English studies professors and students — coming from as far away as Canada, Australia and the United Kingdom — will meet in Baton Rouge today and Friday to explore new ideas about integrating words and images.
The English studies conference, dubbed “Reimagining Text,” is about finding new ways for professionals and students to express ideas by combining various forms of media, including Web sites, photos and novels.
“It’s important to be able to write, but there are so many other aspects, too,” Ketcham said. “How can you ever really capture what you want to say, if all you ever use is words?”
Ketcham also said she wanted this year’s conference to cross disciplinary lines, so presenters will lecture and introduce written work on everything from graphic images in comic books to using obituaries to increase discussion on death.
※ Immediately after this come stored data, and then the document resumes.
use std::io::Cursor;
use std::path::Path;
use std::sync::{Arc, Mutex};

use async_trait::async_trait;
use cosmic_text::{fontdb, Attrs, Buffer, Color, Family, FontSystem, Metrics, Shaping, SwashCache, Wrap};
use image::{ImageFormat, Rgba, RgbaImage};
use tracing::{debug, info, warn};

use crate::capabilities::{BoundingBox, CapabilityError, ComposedImage, Typesetter, TypesetRegion};

const LINE_HEIGHT_RATIO: f32 = 1.2;
const DEFAULT_MIN_FONT_PX: f32 = 8.0;
const DEFAULT_MAX_FONT_PX: f32 = 48.0;

/// Draws translated text over the original art: each region is blanked and
/// the text is set at the largest size that fits its box.
pub struct RasterTypesetter {
    inner: Arc<Inner>,
}

struct Inner {
    font_system: Mutex<FontSystem>,
    swash_cache: Mutex<SwashCache>,
    min_font_px: f32,
    max_font_px: f32,
}

impl RasterTypesetter {
    /// Load fonts from `fonts_dir` when given, otherwise use system fonts.
    pub fn new(fonts_dir: Option<&Path>) -> Self {
        let font_system = match fonts_dir {
            Some(dir) => {
                let mut db = fontdb::Database::new();
                db.load_fonts_dir(dir);
                if db.is_empty() {
                    warn!(
                        "No fonts found in {}, falling back to system fonts",
                        dir.display()
                    );
                    FontSystem::new()
                } else {
                    info!("Loaded {} font faces from {}", db.len(), dir.display());
                    FontSystem::new_with_locale_and_db("en-US".to_string(), db)
                }
            }
            None => FontSystem::new(),
        };

        Self {
            inner: Arc::new(Inner {
                font_system: Mutex::new(font_system),
                swash_cache: Mutex::new(SwashCache::new()),
                min_font_px: DEFAULT_MIN_FONT_PX,
                max_font_px: DEFAULT_MAX_FONT_PX,
            }),
        }
    }
}

/// Largest font size in `[min_size, max_size]` whose measured block fits in
/// `max_width` x `max_height`. Falls back to `min_size` when nothing fits.
pub fn fit_font_size<F>(
    min_size: f32,
    max_size: f32,
    max_width: f32,
    max_height: f32,
    mut measure: F,
) -> f32
where
    F: FnMut(f32) -> (f32, f32),
{
    let fits = |(w, h): (f32, f32)| w <= max_width && h <= max_height;

    if fits(measure(max_size)) {
        return max_size;
    }

    let mut low = min_size;
    let mut high = max_size;
    let mut best = min_size;
    for _ in 0..20 {
        if high - low < 0.25 {
            break;
        }
        let mid = (low + high) / 2.0;
        if fits(measure(mid)) {
            best = mid;
            low = mid;
        } else {
            high = mid;
        }
    }
    best
}

fn layout(font_system: &mut FontSystem, text: &str, font_size: f32, max_width: f32) -> Buffer {
    let metrics = Metrics::new(font_size, font_size * LINE_HEIGHT_RATIO);
    let mut buffer = Buffer::new(font_system, metrics);
    buffer.set_size(font_system, Some(max_width), None);
    buffer.set_wrap(font_system, Wrap::WordOrGlyph);
    let attrs = Attrs::new().family(Family::SansSerif);
    buffer.set_text(font_system, text, &attrs, Shaping::Advanced);
    buffer.shape_until_scroll(font_system, false);
    buffer
}

fn block_size(buffer: &Buffer) -> (f32, f32) {
    let mut width = 0.0f32;
    let mut lines = 0usize;
    for run in buffer.layout_runs() {
        width = width.max(run.line_w);
        lines += 1;
    }
    (width, lines as f32 * buffer.metrics().line_height)
}

fn clear_region(canvas: &mut RgbaImage, bbox: BoundingBox) {
    for y in bbox.y..bbox.y + bbox.height {
        for x in bbox.x..bbox.x + bbox.width {
            canvas.put_pixel(x, y, Rgba([255, 255, 255, 255]));
        }
    }
}

fn blend(existing: Rgba<u8>, color: Color) -> Rgba<u8> {
    let alpha = color.a() as f32 / 255.0;
    let inv = 1.0 - alpha;
    Rgba([
        (color.r() as f32 * alpha + existing[0] as f32 * inv) as u8,
        (color.g() as f32 * alpha + existing[1] as f32 * inv) as u8,
        (color.b() as f32 * alpha + existing[2] as f32 * inv) as u8,
        existing[3].max(color.a()),
    ])
}

impl Inner {
    fn render(&self, image: &[u8], regions: &[TypesetRegion]) -> Result<ComposedImage, CapabilityError> {
        let decoded = image::load_from_memory(image)
            .map_err(|e| CapabilityError::Permanent(format!("cannot decode page image: {}", e)))?;
        let mut canvas = decoded.to_rgba8();
        let (image_width, image_height) = canvas.dimensions();

        let mut font_system = self
            .font_system
            .lock()
            .map_err(|_| CapabilityError::Permanent("font system lock poisoned".to_string()))?;
        let mut swash_cache = self
            .swash_cache
            .lock()
            .map_err(|_| CapabilityError::Permanent("glyph cache lock poisoned".to_string()))?;

        for region in regions {
            let text = region.text.trim();
            if text.is_empty() {
                continue;
            }
            let Some(bbox) = region.bbox.clamp_to(image_width, image_height) else {
                debug!("Skipping region outside the page: {:?}", region.bbox);
                continue;
            };

            clear_region(&mut canvas, bbox);

            let padding = (bbox.width.min(bbox.height) as f32 * 0.08).max(1.0);
            let max_width = (bbox.width as f32 - 2.0 * padding).max(1.0);
            let max_height = (bbox.height as f32 - 2.0 * padding).max(1.0);

            let font_size = fit_font_size(
                self.min_font_px,
                self.max_font_px,
                max_width,
                max_height,
                |size| block_size(&layout(&mut font_system, text, size, max_width)),
            );
            let buffer = layout(&mut font_system, text, font_size, max_width);
            let (block_width, block_height) = block_size(&buffer);

            let origin_x = bbox.x as f32 + padding + ((max_width - block_width) / 2.0).max(0.0);
            let origin_y = bbox.y as f32 + padding + ((max_height - block_height) / 2.0).max(0.0);
            let (min_x, min_y) = (bbox.x as i32, bbox.y as i32);
            let (max_x, max_y) = (min_x + bbox.width as i32, min_y + bbox.height as i32);

            buffer.draw(
                &mut font_system,
                &mut swash_cache,
                Color::rgb(0, 0, 0),
                |px, py, w, h, color| {
                    for dy in 0..h as i32 {
                        for dx in 0..w as i32 {
                            let x = origin_x as i32 + px + dx;
                            let y = origin_y as i32 + py + dy;
                            if x >= min_x && x < max_x && y >= min_y && y < max_y {
                                let existing = *canvas.get_pixel(x as u32, y as u32);
                                canvas.put_pixel(x as u32, y as u32, blend(existing, color));
                            }
                        }
                    }
                },
            );
        }

        let mut out = Vec::new();
        canvas
            .write_to(&mut Cursor::new(&mut out), ImageFormat::Png)
            .map_err(|e| CapabilityError::Permanent(format!("cannot encode page image: {}", e)))?;

        Ok(ComposedImage {
            bytes: out,
            content_type: "image/png".to_string(),
        })
    }
}

#[async_trait]
impl Typesetter for RasterTypesetter {
    async fn compose(
        &self,
        image: &[u8],
        regions: &[TypesetRegion],
    ) -> Result<ComposedImage, CapabilityError> {
        let inner = self.inner.clone();
        let image = image.to_vec();
        let regions = regions.to_vec();
        tokio::task::spawn_blocking(move || inner.render(&image, &regions))
            .await
            .map_err(|e| CapabilityError::Permanent(format!("typesetter task failed: {}", e)))?
    }
}

#[cfg(test)]
mod tests {
    use super::*;

    fn red_png(width: u32, height: u32) -> Vec<u8> {
        let img = RgbaImage::from_pixel(width, height, Rgba([255, 0, 0, 255]));
        let mut out = Vec::new();
        img.write_to(&mut Cursor::new(&mut out), ImageFormat::Png)
            .unwrap();
        out
    }

    #[test]
    fn test_fit_font_size_limited_by_width() {
        // Ten glyphs, each half the font size wide, on one line.
        let size = fit_font_size(8.0, 48.0, 100.0, 500.0, |s| (s * 5.0, s * 1.2));
        assert!(size <= 20.0);
        assert!(size > 19.0);
    }

    #[test]
    fn test_fit_font_size_uses_max_when_everything_fits() {
        let size = fit_font_size(8.0, 48.0, 1000.0, 1000.0, |s| (s, s));
        assert_eq!(size, 48.0);
    }

    #[test]
    fn test_fit_font_size_falls_back_to_min() {
        let size = fit_font_size(8.0, 48.0, 1.0, 1.0, |s| (s * 10.0, s));
        assert_eq!(size, 8.0);
    }

    #[tokio::test]
    async fn test_compose_blanks_regions_and_keeps_the_rest() {
        let typesetter = RasterTypesetter::new(None);
        let regions = vec![TypesetRegion {
            bbox: BoundingBox::new(8, 8, 40, 20),
            text: "Hi".to_string(),
        }];
        let composed = typesetter.compose(&red_png(64, 64), &regions).await.unwrap();
        assert_eq!(composed.content_type, "image/png");

        let out = image::load_from_memory(&composed.bytes).unwrap().to_rgba8();
        assert_eq!(out.dimensions(), (64, 64));
        assert_eq!(*out.get_pixel(0, 0), Rgba([255, 0, 0, 255]));
        assert_eq!(*out.get_pixel(63, 63), Rgba([255, 0, 0, 255]));
        // Top-left corner of the box sits inside the padding.
        assert_eq!(*out.get_pixel(8, 8), Rgba([255, 255, 255, 255]));
    }

    #[tokio::test]
    async fn test_compose_ignores_regions_outside_page() {
        let typesetter = RasterTypesetter::new(None);
        let regions = vec![TypesetRegion {
            bbox: BoundingBox::new(500, 500, 10, 10),
            text: "lost".to_string(),
        }];
        let composed = typesetter.compose(&red_png(16, 16), &regions).await.unwrap();
        let out = image::load_from_memory(&composed.bytes).unwrap().to_rgba8();
        assert!(out.pixels().all(|p| *p == Rgba([255, 0, 0, 255])));
    }

    #[tokio::test]
    async fn test_compose_rejects_malformed_image() {
        let typesetter = RasterTypesetter::new(None);
        let err = typesetter
            .compose(b"definitely not an image", &[])
            .await
            .unwrap_err();
        assert!(!err.is_transient());
    }
}
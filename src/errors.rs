use thiserror::Error;

use crate::models::{ErrorKind, Failure};

#[derive(Debug, Error)]
pub enum PipelineError {
    #[error("Source too large: {0}")]
    SourceTooLarge(String),

    #[error("Unsupported format: {0}")]
    UnsupportedFormat(String),

    #[error("Fetch failed: {message}")]
    FetchFailed { message: String, transient: bool },

    #[error("Fetch timed out: {0}")]
    FetchTimeout(String),

    #[error("OCR failed: {message}")]
    OcrFailed { message: String, transient: bool },

    #[error("Translation failed: {message}")]
    TranslationFailed { message: String, transient: bool },

    #[error("Compose failed: {0}")]
    ComposeFailed(String),

    #[error("Storage unavailable: {0}")]
    StorageUnavailable(String),

    #[error("Cancelled: {0}")]
    Cancelled(String),

    #[error("Not found: {0}")]
    NotFound(String),

    #[error("Not ready: {0}")]
    NotReady(String),

    #[error("Validation error: {0}")]
    Validation(String),

    #[error("Internal error: {0}")]
    Internal(String),
}

impl PipelineError {
    /// The failure kind recorded on jobs and pages for this error.
    pub fn kind(&self) -> ErrorKind {
        match self {
            PipelineError::SourceTooLarge(_) => ErrorKind::SourceTooLarge,
            PipelineError::UnsupportedFormat(_) => ErrorKind::UnsupportedFormat,
            PipelineError::FetchFailed { .. } => ErrorKind::FetchFailed,
            PipelineError::FetchTimeout(_) => ErrorKind::FetchTimeout,
            PipelineError::OcrFailed { .. } => ErrorKind::OcrFailed,
            PipelineError::TranslationFailed { .. } => ErrorKind::TranslationFailed,
            PipelineError::ComposeFailed(_) => ErrorKind::ComposeFailed,
            PipelineError::StorageUnavailable(_) => ErrorKind::StorageUnavailable,
            PipelineError::Cancelled(_) => ErrorKind::Cancelled,
            PipelineError::NotFound(_)
            | PipelineError::NotReady(_)
            | PipelineError::Validation(_)
            | PipelineError::Internal(_) => ErrorKind::Internal,
        }
    }

    /// Whether retrying the same call may succeed.
    pub fn is_transient(&self) -> bool {
        match self {
            PipelineError::FetchFailed { transient, .. }
            | PipelineError::OcrFailed { transient, .. }
            | PipelineError::TranslationFailed { transient, .. } => *transient,
            PipelineError::FetchTimeout(_) | PipelineError::StorageUnavailable(_) => true,
            _ => false,
        }
    }

    pub fn failure(&self) -> Failure {
        Failure::new(self.kind(), self.to_string()).with_transient(self.is_transient())
    }

    /// Recover a `PipelineError` from an `anyhow` chain returned by a store.
    /// Anything that is not already a pipeline error is a storage fault.
    pub fn from_store(err: anyhow::Error) -> Self {
        match err.downcast::<PipelineError>() {
            Ok(e) => e,
            Err(other) => PipelineError::StorageUnavailable(format!("{:#}", other)),
        }
    }
}

impl From<std::io::Error> for PipelineError {
    fn from(err: std::io::Error) -> Self {
        PipelineError::StorageUnavailable(err.to_string())
    }
}

impl From<serde_json::Error> for PipelineError {
    fn from(err: serde_json::Error) -> Self {
        PipelineError::Internal(err.to_string())
    }
}

impl From<uuid::Error> for PipelineError {
    fn from(err: uuid::Error) -> Self {
        PipelineError::Validation(err.to_string())
    }
}

#[cfg(test)]
mod tests {
    use super::*;
    use anyhow::Context;

    #[test]
    fn test_source_too_large_display() {
        let err = PipelineError::SourceTooLarge("page-01.png is 60 MB".to_string());
        assert_eq!(err.to_string(), "Source too large: page-01.png is 60 MB");
    }

    #[test]
    fn test_ocr_failed_display() {
        let err = PipelineError::OcrFailed {
            message: "HTTP 503".to_string(),
            transient: true,
        };
        assert_eq!(err.to_string(), "OCR failed: HTTP 503");
    }

    #[test]
    fn test_not_ready_display() {
        let err = PipelineError::NotReady("page 3 is translating".to_string());
        assert_eq!(err.to_string(), "Not ready: page 3 is translating");
    }

    #[test]
    fn test_kind_mapping() {
        assert_eq!(
            PipelineError::FetchTimeout("x".into()).kind(),
            ErrorKind::FetchTimeout
        );
        assert_eq!(
            PipelineError::TranslationFailed {
                message: "x".into(),
                transient: false
            }
            .kind(),
            ErrorKind::TranslationFailed
        );
        assert_eq!(
            PipelineError::Validation("x".into()).kind(),
            ErrorKind::Internal
        );
        assert_eq!(
            PipelineError::Cancelled("x".into()).kind(),
            ErrorKind::Cancelled
        );
    }

    #[test]
    fn test_transient_classification() {
        assert!(PipelineError::FetchTimeout("slow".into()).is_transient());
        assert!(PipelineError::StorageUnavailable("disk".into()).is_transient());
        assert!(PipelineError::OcrFailed {
            message: "503".into(),
            transient: true
        }
        .is_transient());
        assert!(!PipelineError::OcrFailed {
            message: "400".into(),
            transient: false
        }
        .is_transient());
        assert!(!PipelineError::UnsupportedFormat("txt".into()).is_transient());
        assert!(!PipelineError::Cancelled("user".into()).is_transient());
    }

    #[test]
    fn test_failure_carries_kind_and_message() {
        let failure = PipelineError::ComposeFailed("no fonts".into()).failure();
        assert_eq!(failure.kind, ErrorKind::ComposeFailed);
        assert_eq!(failure.message, "Compose failed: no fonts");
    }

    #[test]
    fn test_from_io_error() {
        let io_err = std::io::Error::new(std::io::ErrorKind::NotFound, "file missing");
        let err: PipelineError = io_err.into();
        assert!(matches!(err, PipelineError::StorageUnavailable(_)));
    }

    #[test]
    fn test_from_uuid_error() {
        let uuid_err = uuid::Uuid::parse_str("not-a-uuid").unwrap_err();
        let err: PipelineError = uuid_err.into();
        assert!(matches!(err, PipelineError::Validation(_)));
    }

    #[test]
    fn test_from_store_preserves_pipeline_errors() {
        let wrapped: anyhow::Error = PipelineError::NotFound("job".into()).into();
        assert!(matches!(
            PipelineError::from_store(wrapped),
            PipelineError::NotFound(_)
        ));

        let io: anyhow::Result<()> =
            Err(std::io::Error::other("disk full")).context("Failed to write jobs file");
        let err = PipelineError::from_store(io.unwrap_err());
        match err {
            PipelineError::StorageUnavailable(msg) => {
                assert!(msg.contains("Failed to write jobs file"));
                assert!(msg.contains("disk full"));
            }
            other => panic!("unexpected {:?}", other),
        }
    }
}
The event will also include two keynote speakers and a luncheon on Friday.
Gregory Ulmer, one of the keynote speakers, is a professor of English and media at the University of Florida and will introduce his personally coined term, “electracy” — a concept he says is the future of institutional education.
Ulmer said “electracy” — electronic literacy — combines technological elements such as computers, the Internet and photography with thinking and writing.
A technologically growing society, Ulmer said, must redefine literacy by teaching students not only to read and write, but also to communicate in a computer-dependent culture.
Teaching students to simply write an argumentative research paper is not enough anymore, Ulmer said.
“We must give students the skills to draw upon how images and sounds work together to produce knowledge,” he said.
The conference is free and open to the public. Seminars will be today and Friday in the Union Vieux Carre, International and Castilian rooms.